> **ASSIGNMENT**:
Copy out the entries below exactly as they stand, but only from the line containing "report and the" through the line containing "let mut html".

-- Opening Marker --

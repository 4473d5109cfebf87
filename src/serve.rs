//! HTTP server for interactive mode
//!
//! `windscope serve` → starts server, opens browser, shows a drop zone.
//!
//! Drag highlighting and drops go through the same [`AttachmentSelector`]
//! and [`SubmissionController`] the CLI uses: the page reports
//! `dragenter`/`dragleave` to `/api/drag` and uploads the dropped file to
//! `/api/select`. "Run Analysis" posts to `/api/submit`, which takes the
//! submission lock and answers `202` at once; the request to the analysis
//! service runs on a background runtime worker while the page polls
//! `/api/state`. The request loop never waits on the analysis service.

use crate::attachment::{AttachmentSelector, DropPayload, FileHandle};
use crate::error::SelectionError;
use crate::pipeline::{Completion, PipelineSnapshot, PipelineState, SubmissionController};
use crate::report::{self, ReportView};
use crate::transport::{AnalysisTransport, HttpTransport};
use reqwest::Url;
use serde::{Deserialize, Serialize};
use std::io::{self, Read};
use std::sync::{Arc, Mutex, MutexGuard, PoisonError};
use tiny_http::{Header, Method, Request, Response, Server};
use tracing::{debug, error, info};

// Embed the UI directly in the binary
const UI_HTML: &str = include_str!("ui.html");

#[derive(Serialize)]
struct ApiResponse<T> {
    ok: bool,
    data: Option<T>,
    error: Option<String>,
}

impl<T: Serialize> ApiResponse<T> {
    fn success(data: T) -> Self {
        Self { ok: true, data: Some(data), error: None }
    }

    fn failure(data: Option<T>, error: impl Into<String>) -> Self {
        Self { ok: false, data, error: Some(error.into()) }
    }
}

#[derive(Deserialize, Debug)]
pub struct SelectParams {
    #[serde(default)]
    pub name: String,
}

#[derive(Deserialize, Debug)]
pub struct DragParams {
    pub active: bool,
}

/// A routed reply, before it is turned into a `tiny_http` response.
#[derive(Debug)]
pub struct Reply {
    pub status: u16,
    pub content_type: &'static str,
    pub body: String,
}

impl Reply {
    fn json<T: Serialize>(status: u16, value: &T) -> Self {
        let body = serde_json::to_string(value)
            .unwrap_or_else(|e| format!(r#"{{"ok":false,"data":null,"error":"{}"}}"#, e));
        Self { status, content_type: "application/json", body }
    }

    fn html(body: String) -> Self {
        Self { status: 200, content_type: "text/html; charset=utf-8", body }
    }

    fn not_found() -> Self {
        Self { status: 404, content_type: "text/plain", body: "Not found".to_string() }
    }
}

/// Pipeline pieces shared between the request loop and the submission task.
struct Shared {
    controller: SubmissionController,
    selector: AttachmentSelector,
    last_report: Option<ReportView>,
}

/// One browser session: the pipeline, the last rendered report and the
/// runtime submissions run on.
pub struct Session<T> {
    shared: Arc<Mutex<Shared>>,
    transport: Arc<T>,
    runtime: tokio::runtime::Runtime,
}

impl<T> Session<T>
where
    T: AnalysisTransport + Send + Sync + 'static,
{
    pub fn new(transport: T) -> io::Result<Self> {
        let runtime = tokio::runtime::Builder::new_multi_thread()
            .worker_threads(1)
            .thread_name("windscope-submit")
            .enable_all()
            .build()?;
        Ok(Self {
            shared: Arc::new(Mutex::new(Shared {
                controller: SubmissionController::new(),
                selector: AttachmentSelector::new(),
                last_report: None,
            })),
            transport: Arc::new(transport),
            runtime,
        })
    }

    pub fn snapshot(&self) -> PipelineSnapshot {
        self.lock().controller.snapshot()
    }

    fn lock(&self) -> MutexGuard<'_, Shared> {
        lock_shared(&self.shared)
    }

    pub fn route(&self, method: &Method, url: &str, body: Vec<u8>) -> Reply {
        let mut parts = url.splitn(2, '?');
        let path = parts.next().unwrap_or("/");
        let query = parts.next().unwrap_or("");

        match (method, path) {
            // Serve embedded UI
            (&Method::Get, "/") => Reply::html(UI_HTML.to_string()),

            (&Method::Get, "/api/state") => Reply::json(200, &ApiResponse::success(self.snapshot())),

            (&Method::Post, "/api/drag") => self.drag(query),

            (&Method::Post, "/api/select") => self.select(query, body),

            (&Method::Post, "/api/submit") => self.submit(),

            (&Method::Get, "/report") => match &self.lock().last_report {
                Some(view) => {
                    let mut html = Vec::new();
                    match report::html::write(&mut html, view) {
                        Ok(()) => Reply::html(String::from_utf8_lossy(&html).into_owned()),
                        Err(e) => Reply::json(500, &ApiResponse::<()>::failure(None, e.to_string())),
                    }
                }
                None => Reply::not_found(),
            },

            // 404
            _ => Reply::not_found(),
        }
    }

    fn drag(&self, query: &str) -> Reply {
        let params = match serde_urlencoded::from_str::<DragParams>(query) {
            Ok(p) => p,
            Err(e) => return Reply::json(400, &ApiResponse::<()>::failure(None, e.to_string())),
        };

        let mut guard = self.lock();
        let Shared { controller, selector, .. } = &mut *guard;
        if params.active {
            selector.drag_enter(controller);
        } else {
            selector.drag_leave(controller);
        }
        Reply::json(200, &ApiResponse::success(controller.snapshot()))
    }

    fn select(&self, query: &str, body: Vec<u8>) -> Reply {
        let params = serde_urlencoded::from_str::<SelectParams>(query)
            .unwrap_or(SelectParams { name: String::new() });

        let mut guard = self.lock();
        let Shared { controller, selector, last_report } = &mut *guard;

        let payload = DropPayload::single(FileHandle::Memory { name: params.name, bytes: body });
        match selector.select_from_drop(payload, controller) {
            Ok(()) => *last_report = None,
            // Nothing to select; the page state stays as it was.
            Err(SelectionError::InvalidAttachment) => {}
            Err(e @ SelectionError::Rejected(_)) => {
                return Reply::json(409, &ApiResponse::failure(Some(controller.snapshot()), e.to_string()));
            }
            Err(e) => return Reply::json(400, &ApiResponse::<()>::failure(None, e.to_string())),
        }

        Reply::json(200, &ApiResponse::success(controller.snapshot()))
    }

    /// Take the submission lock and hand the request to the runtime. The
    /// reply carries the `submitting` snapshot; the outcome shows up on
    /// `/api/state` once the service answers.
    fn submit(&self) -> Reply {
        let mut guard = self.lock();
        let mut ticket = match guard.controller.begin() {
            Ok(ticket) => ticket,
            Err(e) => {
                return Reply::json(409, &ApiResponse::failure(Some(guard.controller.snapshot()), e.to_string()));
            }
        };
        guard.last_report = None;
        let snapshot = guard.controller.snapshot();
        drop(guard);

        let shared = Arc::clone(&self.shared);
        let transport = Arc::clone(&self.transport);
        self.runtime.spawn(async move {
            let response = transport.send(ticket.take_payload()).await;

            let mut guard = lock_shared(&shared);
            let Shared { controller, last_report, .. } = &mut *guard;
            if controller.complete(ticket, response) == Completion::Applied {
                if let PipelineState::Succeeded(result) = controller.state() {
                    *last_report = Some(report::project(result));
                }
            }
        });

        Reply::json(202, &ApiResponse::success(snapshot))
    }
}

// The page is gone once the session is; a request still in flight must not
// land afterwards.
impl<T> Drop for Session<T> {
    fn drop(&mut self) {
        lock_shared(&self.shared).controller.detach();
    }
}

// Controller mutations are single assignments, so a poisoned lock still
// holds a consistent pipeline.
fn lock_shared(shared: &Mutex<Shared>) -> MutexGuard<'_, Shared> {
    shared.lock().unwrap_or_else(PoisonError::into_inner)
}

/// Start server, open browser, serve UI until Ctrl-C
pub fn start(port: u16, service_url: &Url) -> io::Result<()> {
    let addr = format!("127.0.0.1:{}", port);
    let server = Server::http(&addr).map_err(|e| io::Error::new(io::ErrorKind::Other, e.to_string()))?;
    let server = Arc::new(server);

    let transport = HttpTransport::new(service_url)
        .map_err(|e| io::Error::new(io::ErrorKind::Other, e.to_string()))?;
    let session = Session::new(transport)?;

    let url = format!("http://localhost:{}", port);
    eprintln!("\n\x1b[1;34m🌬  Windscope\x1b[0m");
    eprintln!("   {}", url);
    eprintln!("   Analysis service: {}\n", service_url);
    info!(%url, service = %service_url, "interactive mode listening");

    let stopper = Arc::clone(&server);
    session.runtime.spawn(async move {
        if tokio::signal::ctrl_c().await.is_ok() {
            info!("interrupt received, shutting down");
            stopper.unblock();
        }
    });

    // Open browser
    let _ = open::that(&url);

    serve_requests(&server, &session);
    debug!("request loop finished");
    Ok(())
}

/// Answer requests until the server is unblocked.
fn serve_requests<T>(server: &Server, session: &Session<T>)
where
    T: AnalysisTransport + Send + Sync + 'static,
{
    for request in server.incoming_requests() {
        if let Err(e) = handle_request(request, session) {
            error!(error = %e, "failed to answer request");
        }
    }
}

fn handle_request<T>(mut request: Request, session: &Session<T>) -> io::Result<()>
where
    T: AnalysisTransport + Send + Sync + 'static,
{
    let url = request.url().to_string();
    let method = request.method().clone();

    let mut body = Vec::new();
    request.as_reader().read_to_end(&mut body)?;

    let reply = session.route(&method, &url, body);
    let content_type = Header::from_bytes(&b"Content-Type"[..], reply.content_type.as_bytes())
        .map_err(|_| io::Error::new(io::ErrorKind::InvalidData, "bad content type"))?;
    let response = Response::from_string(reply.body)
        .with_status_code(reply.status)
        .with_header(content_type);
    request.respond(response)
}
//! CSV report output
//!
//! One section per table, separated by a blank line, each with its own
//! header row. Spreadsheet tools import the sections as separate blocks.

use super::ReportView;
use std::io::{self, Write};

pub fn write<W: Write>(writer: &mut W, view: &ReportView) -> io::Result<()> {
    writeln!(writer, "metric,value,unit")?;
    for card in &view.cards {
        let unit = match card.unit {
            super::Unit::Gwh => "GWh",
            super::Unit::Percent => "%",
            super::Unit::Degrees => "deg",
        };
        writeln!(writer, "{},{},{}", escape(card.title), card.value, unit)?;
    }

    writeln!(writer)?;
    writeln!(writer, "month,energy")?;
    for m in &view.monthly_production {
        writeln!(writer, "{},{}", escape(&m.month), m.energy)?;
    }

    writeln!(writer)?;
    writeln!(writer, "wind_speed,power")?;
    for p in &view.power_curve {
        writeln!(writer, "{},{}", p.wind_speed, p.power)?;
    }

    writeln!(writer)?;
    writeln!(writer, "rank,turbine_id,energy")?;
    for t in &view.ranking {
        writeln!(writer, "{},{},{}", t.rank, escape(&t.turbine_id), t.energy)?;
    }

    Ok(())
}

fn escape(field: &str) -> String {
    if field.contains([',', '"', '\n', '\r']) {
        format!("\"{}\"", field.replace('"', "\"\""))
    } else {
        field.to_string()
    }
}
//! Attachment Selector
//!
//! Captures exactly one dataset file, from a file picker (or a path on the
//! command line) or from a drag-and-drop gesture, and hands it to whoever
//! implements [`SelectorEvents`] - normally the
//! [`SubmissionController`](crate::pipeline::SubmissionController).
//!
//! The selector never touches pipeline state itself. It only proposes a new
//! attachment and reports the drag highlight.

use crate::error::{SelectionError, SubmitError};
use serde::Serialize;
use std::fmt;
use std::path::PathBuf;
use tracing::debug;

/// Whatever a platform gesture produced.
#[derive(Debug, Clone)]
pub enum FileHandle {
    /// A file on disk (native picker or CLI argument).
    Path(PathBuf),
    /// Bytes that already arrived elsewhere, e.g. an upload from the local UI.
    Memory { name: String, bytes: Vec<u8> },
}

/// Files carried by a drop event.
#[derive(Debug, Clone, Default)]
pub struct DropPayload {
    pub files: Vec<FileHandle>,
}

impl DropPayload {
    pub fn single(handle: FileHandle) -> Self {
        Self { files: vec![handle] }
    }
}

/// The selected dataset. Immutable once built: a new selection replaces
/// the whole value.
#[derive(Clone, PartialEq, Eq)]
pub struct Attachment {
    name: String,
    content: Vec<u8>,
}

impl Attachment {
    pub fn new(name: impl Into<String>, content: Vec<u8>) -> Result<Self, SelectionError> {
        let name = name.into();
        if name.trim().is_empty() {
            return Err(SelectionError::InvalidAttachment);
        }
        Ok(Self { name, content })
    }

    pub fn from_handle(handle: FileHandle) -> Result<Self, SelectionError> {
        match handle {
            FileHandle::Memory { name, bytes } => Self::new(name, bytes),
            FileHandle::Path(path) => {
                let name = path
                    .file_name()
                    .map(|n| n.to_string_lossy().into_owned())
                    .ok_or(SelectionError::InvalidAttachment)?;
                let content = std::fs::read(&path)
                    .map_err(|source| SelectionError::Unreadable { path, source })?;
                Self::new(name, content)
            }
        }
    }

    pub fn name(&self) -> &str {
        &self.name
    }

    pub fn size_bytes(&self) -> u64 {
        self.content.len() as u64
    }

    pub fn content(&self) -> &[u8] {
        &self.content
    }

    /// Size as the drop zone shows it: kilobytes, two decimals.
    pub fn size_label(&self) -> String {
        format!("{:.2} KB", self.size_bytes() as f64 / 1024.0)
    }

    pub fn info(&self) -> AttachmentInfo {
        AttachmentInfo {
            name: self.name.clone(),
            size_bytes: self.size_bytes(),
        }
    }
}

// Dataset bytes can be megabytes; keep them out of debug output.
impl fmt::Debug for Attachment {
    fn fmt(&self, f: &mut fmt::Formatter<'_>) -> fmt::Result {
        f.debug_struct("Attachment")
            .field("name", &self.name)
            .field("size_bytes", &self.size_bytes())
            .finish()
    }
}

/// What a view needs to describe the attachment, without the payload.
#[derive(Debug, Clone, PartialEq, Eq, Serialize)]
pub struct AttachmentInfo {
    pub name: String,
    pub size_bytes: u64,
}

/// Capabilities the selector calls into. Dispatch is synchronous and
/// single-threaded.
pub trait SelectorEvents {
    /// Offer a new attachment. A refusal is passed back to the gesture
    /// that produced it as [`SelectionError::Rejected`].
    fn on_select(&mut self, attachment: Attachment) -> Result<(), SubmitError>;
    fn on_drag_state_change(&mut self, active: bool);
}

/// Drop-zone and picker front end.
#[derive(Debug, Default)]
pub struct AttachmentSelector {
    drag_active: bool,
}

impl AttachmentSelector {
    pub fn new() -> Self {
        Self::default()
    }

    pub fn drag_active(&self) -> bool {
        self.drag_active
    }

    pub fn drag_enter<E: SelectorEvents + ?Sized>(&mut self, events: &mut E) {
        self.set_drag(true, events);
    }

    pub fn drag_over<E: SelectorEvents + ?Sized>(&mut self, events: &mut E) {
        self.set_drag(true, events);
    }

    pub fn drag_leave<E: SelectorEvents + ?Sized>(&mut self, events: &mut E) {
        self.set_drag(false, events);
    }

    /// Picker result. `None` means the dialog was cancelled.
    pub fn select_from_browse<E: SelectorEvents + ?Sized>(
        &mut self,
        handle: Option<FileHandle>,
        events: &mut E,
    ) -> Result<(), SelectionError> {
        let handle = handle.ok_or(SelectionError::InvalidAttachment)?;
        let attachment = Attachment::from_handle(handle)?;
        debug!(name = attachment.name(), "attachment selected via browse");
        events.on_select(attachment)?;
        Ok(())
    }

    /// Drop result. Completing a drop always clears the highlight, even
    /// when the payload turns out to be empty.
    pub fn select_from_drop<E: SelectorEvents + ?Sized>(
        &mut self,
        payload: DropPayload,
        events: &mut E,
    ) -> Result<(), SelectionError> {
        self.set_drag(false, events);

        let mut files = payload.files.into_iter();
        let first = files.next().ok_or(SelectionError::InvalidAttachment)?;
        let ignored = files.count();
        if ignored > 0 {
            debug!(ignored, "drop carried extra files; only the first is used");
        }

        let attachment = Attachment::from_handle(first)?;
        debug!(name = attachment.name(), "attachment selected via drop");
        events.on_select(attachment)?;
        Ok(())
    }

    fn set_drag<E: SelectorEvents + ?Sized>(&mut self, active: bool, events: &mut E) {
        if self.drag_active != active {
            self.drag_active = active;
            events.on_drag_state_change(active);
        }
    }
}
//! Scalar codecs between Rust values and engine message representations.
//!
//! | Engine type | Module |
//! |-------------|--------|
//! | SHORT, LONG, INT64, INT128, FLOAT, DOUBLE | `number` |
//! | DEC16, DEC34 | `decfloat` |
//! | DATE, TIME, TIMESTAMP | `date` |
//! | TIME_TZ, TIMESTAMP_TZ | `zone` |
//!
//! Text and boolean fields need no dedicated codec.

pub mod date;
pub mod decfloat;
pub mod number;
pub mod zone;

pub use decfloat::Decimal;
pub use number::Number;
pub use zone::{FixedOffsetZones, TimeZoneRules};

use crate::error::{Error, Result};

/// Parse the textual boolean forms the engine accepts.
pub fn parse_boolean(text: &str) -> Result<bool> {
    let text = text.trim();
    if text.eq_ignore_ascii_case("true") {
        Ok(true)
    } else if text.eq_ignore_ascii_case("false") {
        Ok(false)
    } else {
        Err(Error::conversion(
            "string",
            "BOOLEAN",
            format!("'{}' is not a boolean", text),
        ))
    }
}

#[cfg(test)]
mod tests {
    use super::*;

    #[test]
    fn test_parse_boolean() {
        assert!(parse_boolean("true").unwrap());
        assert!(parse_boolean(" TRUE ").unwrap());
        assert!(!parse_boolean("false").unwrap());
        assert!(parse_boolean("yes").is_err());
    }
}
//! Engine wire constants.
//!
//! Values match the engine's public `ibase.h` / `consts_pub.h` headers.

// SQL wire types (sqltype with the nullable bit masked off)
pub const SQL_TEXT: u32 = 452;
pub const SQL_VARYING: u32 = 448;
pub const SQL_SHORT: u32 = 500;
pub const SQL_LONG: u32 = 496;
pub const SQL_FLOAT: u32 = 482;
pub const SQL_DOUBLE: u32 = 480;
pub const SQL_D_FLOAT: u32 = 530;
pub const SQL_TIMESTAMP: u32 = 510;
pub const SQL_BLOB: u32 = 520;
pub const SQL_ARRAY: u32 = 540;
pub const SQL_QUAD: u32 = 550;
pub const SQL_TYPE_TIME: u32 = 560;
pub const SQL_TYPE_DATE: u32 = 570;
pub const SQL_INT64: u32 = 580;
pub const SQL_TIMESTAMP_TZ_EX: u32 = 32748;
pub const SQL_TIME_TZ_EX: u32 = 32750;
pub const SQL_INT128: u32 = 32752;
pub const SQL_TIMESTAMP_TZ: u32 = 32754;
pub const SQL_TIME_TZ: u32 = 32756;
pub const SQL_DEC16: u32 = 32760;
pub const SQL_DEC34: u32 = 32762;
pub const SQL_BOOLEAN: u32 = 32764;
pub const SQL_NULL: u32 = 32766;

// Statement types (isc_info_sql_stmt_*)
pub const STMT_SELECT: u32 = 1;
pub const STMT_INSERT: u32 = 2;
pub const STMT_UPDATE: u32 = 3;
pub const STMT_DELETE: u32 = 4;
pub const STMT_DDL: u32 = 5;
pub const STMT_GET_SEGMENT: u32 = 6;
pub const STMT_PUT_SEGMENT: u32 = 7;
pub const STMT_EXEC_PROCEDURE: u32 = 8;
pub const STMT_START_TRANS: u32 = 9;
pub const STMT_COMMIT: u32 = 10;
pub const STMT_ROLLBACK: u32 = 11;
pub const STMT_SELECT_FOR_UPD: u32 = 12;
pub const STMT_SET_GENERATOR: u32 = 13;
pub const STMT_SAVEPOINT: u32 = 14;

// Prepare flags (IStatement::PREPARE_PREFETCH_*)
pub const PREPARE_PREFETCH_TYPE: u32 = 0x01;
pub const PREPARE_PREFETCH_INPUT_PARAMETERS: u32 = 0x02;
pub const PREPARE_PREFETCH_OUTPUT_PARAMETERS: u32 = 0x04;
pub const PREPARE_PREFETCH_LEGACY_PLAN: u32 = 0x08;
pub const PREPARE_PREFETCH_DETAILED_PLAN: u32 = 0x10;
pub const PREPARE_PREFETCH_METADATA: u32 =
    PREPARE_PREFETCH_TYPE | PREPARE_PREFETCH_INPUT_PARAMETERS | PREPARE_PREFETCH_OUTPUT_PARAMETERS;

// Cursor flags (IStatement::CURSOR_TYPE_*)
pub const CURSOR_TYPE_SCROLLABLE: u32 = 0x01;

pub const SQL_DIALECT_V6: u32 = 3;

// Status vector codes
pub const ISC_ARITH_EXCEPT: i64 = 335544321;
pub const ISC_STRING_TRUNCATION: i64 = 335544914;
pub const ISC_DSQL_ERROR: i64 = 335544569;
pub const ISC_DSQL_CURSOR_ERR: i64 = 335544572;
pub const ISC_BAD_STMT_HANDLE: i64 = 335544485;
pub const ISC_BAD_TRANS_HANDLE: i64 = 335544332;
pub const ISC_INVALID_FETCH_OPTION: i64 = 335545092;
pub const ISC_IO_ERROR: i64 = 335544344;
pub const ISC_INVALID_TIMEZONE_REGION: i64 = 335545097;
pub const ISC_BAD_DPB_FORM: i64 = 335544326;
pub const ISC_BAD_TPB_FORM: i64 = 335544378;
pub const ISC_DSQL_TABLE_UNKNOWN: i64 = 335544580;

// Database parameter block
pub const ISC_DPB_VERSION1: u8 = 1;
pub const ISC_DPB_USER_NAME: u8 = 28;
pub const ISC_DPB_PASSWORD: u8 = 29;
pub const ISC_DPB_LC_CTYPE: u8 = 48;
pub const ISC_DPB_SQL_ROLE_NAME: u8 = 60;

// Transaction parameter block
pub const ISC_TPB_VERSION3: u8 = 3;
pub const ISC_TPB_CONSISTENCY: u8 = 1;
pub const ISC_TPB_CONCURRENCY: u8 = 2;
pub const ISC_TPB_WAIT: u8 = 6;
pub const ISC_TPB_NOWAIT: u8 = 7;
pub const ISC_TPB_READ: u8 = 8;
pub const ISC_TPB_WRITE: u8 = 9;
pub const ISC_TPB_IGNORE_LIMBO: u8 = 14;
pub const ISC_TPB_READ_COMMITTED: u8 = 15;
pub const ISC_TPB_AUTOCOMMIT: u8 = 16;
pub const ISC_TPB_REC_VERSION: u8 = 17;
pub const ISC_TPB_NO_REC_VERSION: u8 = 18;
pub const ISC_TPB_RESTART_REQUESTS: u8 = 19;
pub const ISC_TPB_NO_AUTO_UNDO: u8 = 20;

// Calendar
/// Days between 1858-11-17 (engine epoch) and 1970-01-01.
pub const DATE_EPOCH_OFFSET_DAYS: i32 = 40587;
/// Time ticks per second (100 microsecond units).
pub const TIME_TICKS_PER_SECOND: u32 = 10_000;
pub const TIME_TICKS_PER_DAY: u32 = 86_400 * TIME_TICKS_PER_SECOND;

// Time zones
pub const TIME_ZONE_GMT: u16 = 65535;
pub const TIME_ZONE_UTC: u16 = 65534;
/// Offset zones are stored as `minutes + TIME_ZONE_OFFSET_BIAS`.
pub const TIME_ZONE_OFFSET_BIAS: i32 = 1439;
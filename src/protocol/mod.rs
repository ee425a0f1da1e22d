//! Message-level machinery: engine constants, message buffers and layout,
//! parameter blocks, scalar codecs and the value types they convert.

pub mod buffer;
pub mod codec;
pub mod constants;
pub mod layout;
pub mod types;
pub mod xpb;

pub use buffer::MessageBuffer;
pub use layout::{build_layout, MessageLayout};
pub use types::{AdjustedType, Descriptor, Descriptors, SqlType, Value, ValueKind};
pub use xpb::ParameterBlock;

-- Closing Marker --

> **EXERCISE SOLUTION**:
/// One browser session: the pipeline, the last rendered report and the
/// runtime submissions run on.
pub struct Session<T> {
    shared: Arc<Mutex<Shared>>,
    transport: Arc<T>,
    runtime: tokio::runtime::Runtime,
}

impl<T> Session<T>
where
    T: AnalysisTransport + Send + Sync + 'static,
{
    pub fn new(transport: T) -> io::Result<Self> {
        let runtime = tokio::runtime::Builder::new_multi_thread()
            .worker_threads(1)
            .thread_name("windscope-submit")
            .enable_all()
            .build()?;
        Ok(Self {
            shared: Arc::new(Mutex::new(Shared {
                controller: SubmissionController::new(),
                selector: AttachmentSelector::new(),
                last_report: None,
            })),
            transport: Arc::new(transport),
            runtime,
        })
    }

    pub fn snapshot(&self) -> PipelineSnapshot {
        self.lock().controller.snapshot()
    }

    fn lock(&self) -> MutexGuard<'_, Shared> {
        lock_shared(&self.shared)
    }

    pub fn route(&self, method: &Method, url: &str, body: Vec<u8>) -> Reply {
        let mut parts = url.splitn(2, '?');
        let path = parts.next().unwrap_or("/");
        let query = parts.next().unwrap_or("");

        match (method, path) {
            // Serve embedded UI
            (&Method::Get, "/") => Reply::html(UI_HTML.to_string()),

            (&Method::Get, "/api/state") => Reply::json(200, &ApiResponse::success(self.snapshot())),

            (&Method::Post, "/api/drag") => self.drag(query),

            (&Method::Post, "/api/select") => self.select(query, body),

            (&Method::Post, "/api/submit") => self.submit(),

            (&Method::Get, "/report") => match &self.lock().last_report {
                Some(view) => {
                    let mut html = Vec::new();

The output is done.